» What is required
The lines below that include "raider" are to be found and copied.

---- Given records

use bevy_ecs::schedule::{ExecutorKind, IntoScheduleConfigs, Schedule, ScheduleLabel, SystemSet};

use super::clock::advance_clock;

/// Schedule label for one guard step.
/// The host runs it once per server frame via `app.world_mut().run_schedule(GuardTick)`.
#[derive(ScheduleLabel, Debug, Clone, PartialEq, Eq, Hash)]
pub struct GuardTick;

/// Ordered phases within each guard tick.
///
/// Phases run in declaration order: First < Ingest < Monitor < Last.
#[derive(SystemSet, Debug, Clone, PartialEq, Eq, Hash)]
pub enum GuardPhase {
    /// Message buffer rotation.
    First,
    /// Host events (connections, breaches) applied to the stores.
    Ingest,
    /// Budgeted raid sweep.
    Monitor,
    Last,
}

/// Build a configured `GuardTick` schedule with phase ordering.
pub fn configure_guard_schedule(executor: ExecutorKind) -> Schedule {
    let mut schedule = Schedule::new(GuardTick);
    schedule.set_executor_kind(executor);
    schedule.configure_sets(
        (
            GuardPhase::First,
            GuardPhase::Ingest,
            GuardPhase::Monitor,
            GuardPhase::Last,
        )
            .chain(),
    );
    schedule.add_systems(advance_clock.in_set(GuardPhase::Last));
    schedule
}
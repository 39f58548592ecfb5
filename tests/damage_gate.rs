mod common;

use raid_guard::{
    AllianceCommand, DamageEvent, DamageKind, DamageTarget, DamageVerdict, EngineId, GuardConfig,
    PlayerId, VetoReason,
};

use common::{raid_config, siege};

fn hit(attacker: PlayerId, target: PlayerId) -> DamageEvent {
    DamageEvent {
        attacker,
        attacker_engine: None,
        target: DamageTarget::Player {
            id: target,
            engine: None,
        },
        kind: DamageKind::Physical,
    }
}

#[test]
fn allies_cannot_damage_each_other() {
    let s = siege(GuardConfig {
        alliances: true,
        prevent_friendly_fire: true,
        ..GuardConfig::default()
    });
    let friend = s.host.add_player(3, "Friend", None);
    s.guard
        .execute_command(friend, &AllianceCommand::ToggleRecruitable);
    assert_eq!(
        s.guard
            .execute_command(s.owner, &AllianceCommand::Add("Friend".into())),
        "Friend added to alliance."
    );

    assert_eq!(
        s.guard.on_damage_event(&hit(friend, s.owner)),
        DamageVerdict::Veto(VetoReason::FriendlyFire)
    );
    assert_eq!(s.guard.on_damage_event(&hit(s.raider, s.owner)), DamageVerdict::Allow);

    s.guard.execute_command(friend, &AllianceCommand::Leave);
    assert_eq!(s.guard.on_damage_event(&hit(friend, s.owner)), DamageVerdict::Allow);
}

#[test]
fn raid_participants_are_shielded_from_outsiders() {
    let s = siege(GuardConfig {
        block_outside_damage: true,
        ..raid_config()
    });
    let outsider = s.host.add_player(3, "Outsider", None);
    assert_eq!(
        s.guard.on_damage_event(&hit(outsider, s.raider)),
        DamageVerdict::Allow
    );

    s.guard.on_siege_breached(s.raider, s.castle, true);
    assert_eq!(
        s.guard.on_damage_event(&hit(outsider, s.raider)),
        DamageVerdict::Veto(VetoReason::ThirdParty)
    );
    assert_eq!(s.guard.on_damage_event(&hit(s.owner, s.raider)), DamageVerdict::Allow);
}

#[test]
fn engine_protection_follows_the_raid() {
    let s = siege(GuardConfig {
        golem_guard: true,
        ..raid_config()
    });
    let outsider = s.host.add_player(3, "Outsider", None);
    let engine = EngineId(50);
    let engine_hit = DamageEvent {
        attacker: s.raider,
        attacker_engine: Some(engine),
        target: DamageTarget::Structure(s.castle),
        kind: DamageKind::Physical,
    };
    let on_engine = |attacker| DamageEvent {
        attacker,
        attacker_engine: None,
        target: DamageTarget::Player {
            id: s.raider,
            engine: Some(engine),
        },
        kind: DamageKind::Physical,
    };

    // Before the breach: short window, defenders may fight back.
    s.guard.on_damage_event(&engine_hit);
    assert!(s.guard.on_damage_event(&on_engine(outsider)).is_veto());
    assert!(!s.guard.on_damage_event(&on_engine(s.owner)).is_veto());
    s.host.advance_secs(s.guard.config().golem_attack_protection_secs);
    assert!(!s.guard.on_damage_event(&on_engine(outsider)).is_veto());

    // After the breach: longer window.
    s.guard.on_siege_breached(s.raider, s.castle, true);
    s.guard.on_damage_event(&engine_hit);
    s.host.advance_secs(s.guard.config().golem_attack_protection_secs + 1);
    assert_eq!(
        s.guard.on_damage_event(&on_engine(outsider)),
        DamageVerdict::Veto(VetoReason::ProtectedEngine)
    );
    s.host.advance_secs(s.guard.config().golem_breached_protection_secs);
    assert_eq!(s.guard.on_damage_event(&on_engine(outsider)), DamageVerdict::Allow);
}
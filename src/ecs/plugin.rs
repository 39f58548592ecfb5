use bevy_app::{App, Plugin};

use super::systems::ingest::IngestPlugin;
use super::systems::monitor::MonitorPlugin;

/// Aggregate plugin that installs the guard's ingest and monitor systems.
pub struct GuardPlugin;

impl Plugin for GuardPlugin {
    fn build(&self, app: &mut App) {
        app.add_plugins((IngestPlugin, MonitorPlugin));
    }
}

--------

» Response box
    assert_eq!(s.guard.on_damage_event(&hit(s.raider, s.owner)), DamageVerdict::Allow);
        s.guard.on_damage_event(&hit(outsider, s.raider)),
    s.guard.on_siege_breached(s.raider, s.castle, true);
        s.guard.on_damage_event(&hit(outsider, s.raider)),
    assert_eq!(s.guard.on_damage_event(&hit(s.owner, s.raider)), DamageVerdict::Allow);
        attacker: s.raider,
            id: s.raider,
    s.guard.on_siege_breached(s.raider, s.castle, true);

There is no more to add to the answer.